* PROBLEM: In the records that follow, find each line containing "InvalidPeriod" and copy it.

──────── PROVIDED DATA ────────

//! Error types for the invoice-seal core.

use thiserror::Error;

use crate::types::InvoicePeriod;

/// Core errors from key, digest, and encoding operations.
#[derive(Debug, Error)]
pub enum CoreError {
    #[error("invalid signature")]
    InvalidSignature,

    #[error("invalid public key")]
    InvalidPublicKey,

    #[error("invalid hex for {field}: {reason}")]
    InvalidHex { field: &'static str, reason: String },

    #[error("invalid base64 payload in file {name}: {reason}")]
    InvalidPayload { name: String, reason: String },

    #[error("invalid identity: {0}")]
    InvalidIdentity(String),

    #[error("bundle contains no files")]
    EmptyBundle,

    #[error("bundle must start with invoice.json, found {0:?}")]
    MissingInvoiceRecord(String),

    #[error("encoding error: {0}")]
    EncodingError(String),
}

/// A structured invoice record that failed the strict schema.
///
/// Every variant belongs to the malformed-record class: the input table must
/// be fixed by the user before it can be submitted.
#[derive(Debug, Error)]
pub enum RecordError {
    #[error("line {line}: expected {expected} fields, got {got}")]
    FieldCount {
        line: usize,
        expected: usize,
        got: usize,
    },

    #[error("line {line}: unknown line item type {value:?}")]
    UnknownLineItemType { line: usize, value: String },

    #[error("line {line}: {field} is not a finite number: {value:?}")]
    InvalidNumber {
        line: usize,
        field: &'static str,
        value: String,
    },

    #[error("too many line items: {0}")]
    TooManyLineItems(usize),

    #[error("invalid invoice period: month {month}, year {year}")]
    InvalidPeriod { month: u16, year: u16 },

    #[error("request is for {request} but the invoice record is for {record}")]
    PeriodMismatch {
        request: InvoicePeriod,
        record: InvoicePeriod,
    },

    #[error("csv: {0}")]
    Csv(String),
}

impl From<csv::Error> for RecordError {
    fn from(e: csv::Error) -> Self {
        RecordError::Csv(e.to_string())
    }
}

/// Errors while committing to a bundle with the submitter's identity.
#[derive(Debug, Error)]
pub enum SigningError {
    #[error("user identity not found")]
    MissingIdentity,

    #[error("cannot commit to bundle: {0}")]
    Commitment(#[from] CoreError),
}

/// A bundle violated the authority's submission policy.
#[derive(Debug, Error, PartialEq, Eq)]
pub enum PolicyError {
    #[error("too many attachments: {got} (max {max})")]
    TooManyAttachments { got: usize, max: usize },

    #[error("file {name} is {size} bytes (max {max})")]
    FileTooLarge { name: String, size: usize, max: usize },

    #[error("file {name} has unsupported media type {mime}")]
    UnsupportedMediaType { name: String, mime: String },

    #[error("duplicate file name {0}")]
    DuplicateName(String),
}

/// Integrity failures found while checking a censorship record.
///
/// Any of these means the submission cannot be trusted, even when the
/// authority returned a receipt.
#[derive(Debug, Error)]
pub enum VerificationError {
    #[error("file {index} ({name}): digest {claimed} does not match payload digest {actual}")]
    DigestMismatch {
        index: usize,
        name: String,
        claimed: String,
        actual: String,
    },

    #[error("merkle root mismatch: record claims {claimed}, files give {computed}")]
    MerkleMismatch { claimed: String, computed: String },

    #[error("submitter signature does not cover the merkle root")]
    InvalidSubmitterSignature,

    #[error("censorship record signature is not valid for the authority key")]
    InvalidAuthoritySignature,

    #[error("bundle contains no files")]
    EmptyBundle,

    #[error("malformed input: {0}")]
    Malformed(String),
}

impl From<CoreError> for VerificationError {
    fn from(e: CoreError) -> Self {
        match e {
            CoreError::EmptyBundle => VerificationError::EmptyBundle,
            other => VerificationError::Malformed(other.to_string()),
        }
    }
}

────────
──────── PROVIDED DATA ────────

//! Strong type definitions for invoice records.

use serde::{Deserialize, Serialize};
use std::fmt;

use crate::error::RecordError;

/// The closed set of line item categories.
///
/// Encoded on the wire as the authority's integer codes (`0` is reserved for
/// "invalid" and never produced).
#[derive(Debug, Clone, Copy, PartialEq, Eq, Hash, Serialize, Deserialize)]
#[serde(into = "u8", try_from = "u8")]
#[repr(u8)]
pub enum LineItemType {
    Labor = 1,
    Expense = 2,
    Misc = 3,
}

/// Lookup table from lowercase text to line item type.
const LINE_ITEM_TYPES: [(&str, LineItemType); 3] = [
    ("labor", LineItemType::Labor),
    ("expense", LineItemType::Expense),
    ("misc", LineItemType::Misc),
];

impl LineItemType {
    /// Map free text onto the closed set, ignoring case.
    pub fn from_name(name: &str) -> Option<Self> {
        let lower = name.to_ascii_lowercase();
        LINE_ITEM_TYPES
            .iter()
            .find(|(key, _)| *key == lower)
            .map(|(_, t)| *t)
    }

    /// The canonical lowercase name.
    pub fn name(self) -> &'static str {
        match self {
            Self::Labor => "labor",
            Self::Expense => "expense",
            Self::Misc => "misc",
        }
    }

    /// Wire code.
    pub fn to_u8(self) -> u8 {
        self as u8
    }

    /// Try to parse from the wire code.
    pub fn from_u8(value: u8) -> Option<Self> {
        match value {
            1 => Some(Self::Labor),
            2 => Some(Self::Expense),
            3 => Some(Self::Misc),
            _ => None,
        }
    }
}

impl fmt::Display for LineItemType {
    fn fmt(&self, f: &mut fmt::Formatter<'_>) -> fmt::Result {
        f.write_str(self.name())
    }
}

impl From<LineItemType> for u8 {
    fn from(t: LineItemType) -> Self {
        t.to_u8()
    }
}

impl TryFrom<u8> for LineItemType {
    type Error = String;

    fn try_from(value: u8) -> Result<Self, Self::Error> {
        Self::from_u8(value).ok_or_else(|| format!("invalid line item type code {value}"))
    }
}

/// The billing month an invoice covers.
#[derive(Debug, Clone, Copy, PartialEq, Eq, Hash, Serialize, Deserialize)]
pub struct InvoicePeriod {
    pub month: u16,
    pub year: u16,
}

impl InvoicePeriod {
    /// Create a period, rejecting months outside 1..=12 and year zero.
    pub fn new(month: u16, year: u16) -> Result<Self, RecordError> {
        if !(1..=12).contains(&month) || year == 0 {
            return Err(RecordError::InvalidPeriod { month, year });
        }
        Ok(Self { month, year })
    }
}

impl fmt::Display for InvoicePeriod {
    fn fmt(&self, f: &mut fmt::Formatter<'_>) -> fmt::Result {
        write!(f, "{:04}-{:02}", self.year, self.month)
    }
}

────────
──────── PROVIDED DATA ────────

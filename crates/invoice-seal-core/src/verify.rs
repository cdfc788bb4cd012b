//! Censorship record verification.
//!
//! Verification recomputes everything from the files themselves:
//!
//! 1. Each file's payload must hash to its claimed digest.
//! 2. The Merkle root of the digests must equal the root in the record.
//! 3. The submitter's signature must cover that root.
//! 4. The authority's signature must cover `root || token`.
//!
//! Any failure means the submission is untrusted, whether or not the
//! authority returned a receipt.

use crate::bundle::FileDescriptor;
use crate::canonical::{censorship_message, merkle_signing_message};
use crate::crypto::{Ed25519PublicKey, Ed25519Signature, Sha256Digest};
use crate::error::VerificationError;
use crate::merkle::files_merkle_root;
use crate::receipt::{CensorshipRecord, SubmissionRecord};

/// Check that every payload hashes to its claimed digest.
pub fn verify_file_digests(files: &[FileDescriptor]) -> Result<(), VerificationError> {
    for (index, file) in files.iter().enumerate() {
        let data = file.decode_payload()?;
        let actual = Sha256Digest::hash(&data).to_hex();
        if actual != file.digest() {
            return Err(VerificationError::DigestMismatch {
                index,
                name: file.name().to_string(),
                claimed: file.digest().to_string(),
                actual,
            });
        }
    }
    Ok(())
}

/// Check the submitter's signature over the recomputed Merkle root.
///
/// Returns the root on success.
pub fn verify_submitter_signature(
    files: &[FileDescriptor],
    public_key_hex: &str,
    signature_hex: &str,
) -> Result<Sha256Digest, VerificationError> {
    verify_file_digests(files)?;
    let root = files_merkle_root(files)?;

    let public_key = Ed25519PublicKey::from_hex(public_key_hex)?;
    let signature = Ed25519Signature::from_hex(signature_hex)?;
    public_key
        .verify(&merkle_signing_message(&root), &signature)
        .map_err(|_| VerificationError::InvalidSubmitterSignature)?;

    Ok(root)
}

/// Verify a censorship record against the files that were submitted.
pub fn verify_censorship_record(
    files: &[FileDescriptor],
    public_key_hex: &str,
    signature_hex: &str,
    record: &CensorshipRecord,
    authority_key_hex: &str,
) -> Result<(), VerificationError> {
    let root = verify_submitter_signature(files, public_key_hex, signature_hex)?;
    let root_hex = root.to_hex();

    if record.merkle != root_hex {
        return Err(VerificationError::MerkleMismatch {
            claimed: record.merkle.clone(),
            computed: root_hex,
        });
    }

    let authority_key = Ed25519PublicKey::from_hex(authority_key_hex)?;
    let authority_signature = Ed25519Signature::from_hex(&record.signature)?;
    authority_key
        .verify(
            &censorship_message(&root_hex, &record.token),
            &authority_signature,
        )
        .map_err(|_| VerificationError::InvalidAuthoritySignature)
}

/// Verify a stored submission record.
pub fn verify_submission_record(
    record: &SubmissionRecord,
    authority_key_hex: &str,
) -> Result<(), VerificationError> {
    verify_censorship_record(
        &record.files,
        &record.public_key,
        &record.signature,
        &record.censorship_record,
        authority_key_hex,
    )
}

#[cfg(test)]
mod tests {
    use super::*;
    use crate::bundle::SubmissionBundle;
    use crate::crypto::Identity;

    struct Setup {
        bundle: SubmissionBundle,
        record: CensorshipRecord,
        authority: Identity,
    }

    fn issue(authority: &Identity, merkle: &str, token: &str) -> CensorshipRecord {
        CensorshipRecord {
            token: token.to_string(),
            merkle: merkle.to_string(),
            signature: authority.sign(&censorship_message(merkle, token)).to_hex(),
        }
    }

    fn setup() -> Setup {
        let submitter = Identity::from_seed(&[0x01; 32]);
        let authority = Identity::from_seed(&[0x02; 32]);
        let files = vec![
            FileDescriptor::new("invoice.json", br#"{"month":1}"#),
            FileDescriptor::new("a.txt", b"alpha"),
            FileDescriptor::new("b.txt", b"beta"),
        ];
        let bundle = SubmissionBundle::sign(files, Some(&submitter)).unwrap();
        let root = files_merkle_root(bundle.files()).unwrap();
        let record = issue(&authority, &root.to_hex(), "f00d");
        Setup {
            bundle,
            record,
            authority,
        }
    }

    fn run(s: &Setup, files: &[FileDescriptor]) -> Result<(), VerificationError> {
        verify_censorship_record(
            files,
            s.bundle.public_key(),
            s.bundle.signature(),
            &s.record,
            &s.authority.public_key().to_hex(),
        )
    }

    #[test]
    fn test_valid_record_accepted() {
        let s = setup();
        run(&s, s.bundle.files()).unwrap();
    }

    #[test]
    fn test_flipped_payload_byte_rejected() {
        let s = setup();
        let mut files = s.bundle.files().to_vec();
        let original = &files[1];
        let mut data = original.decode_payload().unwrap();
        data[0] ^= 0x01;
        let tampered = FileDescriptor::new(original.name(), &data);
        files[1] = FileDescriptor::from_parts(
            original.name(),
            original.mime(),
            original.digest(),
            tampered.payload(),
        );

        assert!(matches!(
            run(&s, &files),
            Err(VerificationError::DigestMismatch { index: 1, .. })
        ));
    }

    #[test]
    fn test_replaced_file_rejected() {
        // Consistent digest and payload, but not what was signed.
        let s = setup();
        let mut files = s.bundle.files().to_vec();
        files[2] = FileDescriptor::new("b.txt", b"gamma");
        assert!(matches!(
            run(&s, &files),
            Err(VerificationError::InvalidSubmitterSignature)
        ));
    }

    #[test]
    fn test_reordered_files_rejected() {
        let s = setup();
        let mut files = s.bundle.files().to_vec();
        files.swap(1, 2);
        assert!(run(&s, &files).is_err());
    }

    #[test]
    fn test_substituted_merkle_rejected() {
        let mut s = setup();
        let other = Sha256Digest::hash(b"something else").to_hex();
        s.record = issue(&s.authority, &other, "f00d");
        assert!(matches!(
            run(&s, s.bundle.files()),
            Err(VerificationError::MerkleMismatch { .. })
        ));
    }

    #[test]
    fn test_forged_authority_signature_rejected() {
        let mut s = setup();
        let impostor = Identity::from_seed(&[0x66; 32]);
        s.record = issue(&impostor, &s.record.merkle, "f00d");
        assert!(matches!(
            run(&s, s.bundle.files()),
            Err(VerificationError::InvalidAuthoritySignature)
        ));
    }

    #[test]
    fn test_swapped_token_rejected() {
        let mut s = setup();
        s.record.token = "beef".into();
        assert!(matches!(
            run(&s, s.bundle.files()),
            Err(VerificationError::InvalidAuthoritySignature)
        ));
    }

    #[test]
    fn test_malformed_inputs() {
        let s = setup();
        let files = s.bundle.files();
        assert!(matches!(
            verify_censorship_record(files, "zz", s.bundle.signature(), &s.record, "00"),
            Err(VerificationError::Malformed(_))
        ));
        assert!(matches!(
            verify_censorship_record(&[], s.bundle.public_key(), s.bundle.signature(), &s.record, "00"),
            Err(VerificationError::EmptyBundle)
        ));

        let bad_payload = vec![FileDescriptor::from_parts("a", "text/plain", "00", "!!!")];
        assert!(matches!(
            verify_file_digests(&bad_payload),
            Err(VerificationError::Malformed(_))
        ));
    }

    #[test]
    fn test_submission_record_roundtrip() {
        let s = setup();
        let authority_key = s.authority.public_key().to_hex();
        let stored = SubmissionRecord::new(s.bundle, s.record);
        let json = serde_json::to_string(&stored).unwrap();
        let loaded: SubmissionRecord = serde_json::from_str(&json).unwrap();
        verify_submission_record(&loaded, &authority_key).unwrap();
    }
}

────────

* REPLY TO THE EXERCISE:
    InvalidPeriod { month: u16, year: u16 },
            return Err(RecordError::InvalidPeriod { month, year });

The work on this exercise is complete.